- _Work required_: Collect all lines from the listing that include the string "transport".

- _Input for this task_:

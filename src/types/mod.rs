//! Shared request and response types.

use std::io::Read;

use bytes::Bytes;
use http::{HeaderMap, StatusCode};
use serde::Deserialize;

use crate::error::{Error, Result};

/// One entry of a bulk object list.
#[derive(Clone, Debug, PartialEq, Eq)]
pub struct ObjectDescriptor {
    /// Object name within the bucket.
    pub name: String,
    /// Object size in bytes.
    pub size: u64,
}

impl ObjectDescriptor {
    pub fn new(name: impl Into<String>, size: u64) -> Self {
        Self {
            name: name.into(),
            size,
        }
    }
}

/// Streaming response body.
pub struct ByteStream {
    inner: Box<dyn Read + 'static>,
}

impl ByteStream {
    pub(crate) fn new<R>(reader: R) -> Self
    where
        R: Read + 'static,
    {
        Self {
            inner: Box::new(reader),
        }
    }
}

impl std::fmt::Debug for ByteStream {
    fn fmt(&self, f: &mut std::fmt::Formatter<'_>) -> std::fmt::Result {
        f.debug_struct("ByteStream")
            .field("inner", &"<reader>")
            .finish()
    }
}

impl Read for ByteStream {
    fn read(&mut self, buf: &mut [u8]) -> std::io::Result<usize> {
        self.inner.read(buf)
    }
}

/// Raw service response.
///
/// The status is not interpreted; use [`Response::error_for_status`] to turn
/// failures into [`Error::Api`].
#[derive(Debug)]
pub struct Response {
    status: StatusCode,
    headers: HeaderMap,
    body: ByteStream,
}

impl Response {
    pub(crate) fn new(status: StatusCode, headers: HeaderMap, body: ByteStream) -> Self {
        Self {
            status,
            headers,
            body,
        }
    }

    pub fn status(&self) -> StatusCode {
        self.status
    }

    pub fn headers(&self) -> &HeaderMap {
        &self.headers
    }

    /// Gives up the status and headers for the body reader.
    pub fn into_body(self) -> ByteStream {
        self.body
    }

    /// Reads the whole body.
    pub fn bytes(self) -> Result<Bytes> {
        let mut out = Vec::new();
        self.into_body()
            .read_to_end(&mut out)
            .map_err(|e| Error::transport("failed to read response body", Some(Box::new(e))))?;
        Ok(Bytes::from(out))
    }

    /// Reads the whole body as text, replacing invalid UTF-8.
    pub fn text(self) -> Result<String> {
        let bytes = self.bytes()?;
        Ok(String::from_utf8_lossy(&bytes).into_owned())
    }

    /// Returns `self` on 2xx, otherwise reads the body into [`Error::Api`].
    pub fn error_for_status(self) -> Result<Self> {
        if self.status.is_success() {
            return Ok(self);
        }

        let status = self.status;
        let headers = self.headers.clone();
        let body = self.text()?;
        Err(crate::transport::blocking_transport::response_error(
            status, &headers, &body,
        ))
    }
}

/// Error document returned by the service.
#[derive(Debug, Default, Deserialize)]
#[serde(rename = "Error")]
pub(crate) struct XmlError {
    #[serde(rename = "Code")]
    pub(crate) code: Option<String>,
    #[serde(rename = "Message")]
    pub(crate) message: Option<String>,
    #[serde(rename = "Resource")]
    pub(crate) resource: Option<String>,
    #[serde(rename = "RequestId")]
    pub(crate) request_id: Option<String>,
}

#[cfg(test)]
mod tests {
    use super::*;

    fn response(status: StatusCode, body: &'static [u8]) -> Response {
        Response::new(status, HeaderMap::new(), ByteStream::new(body))
    }

    #[test]
    fn reads_body_bytes_and_text() {
        let resp = response(StatusCode::OK, b"<ListAllMyBucketsResult/>");
        assert_eq!(resp.status(), StatusCode::OK);
        assert_eq!(resp.text().unwrap(), "<ListAllMyBucketsResult/>");
    }

    #[test]
    fn error_for_status_passes_success_through() {
        let resp = response(StatusCode::NO_CONTENT, b"").error_for_status().unwrap();
        assert_eq!(resp.bytes().unwrap(), Bytes::new());
    }

    #[test]
    fn error_for_status_parses_error_body() {
        let body = b"<Error><Code>NoSuchBucket</Code><HttpErrorCode>404</HttpErrorCode>\
<Message>The specified bucket does not exist</Message><Resource>/missing</Resource></Error>";
        let err = response(StatusCode::NOT_FOUND, body)
            .error_for_status()
            .unwrap_err();
        match err {
            Error::Api {
                status,
                code,
                message,
                resource,
                ..
            } => {
                assert_eq!(status, StatusCode::NOT_FOUND);
                assert_eq!(code.as_deref(), Some("NoSuchBucket"));
                assert_eq!(
                    message.as_deref(),
                    Some("The specified bucket does not exist")
                );
                assert_eq!(resource.as_deref(), Some("/missing"));
            }
            other => panic!("expected api error, got {other:?}"),
        }
    }
}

- _Expected answer_:
            .map_err(|e| Error::transport("failed to read response body", Some(Box::new(e))))?;
        Err(crate::transport::blocking_transport::response_error(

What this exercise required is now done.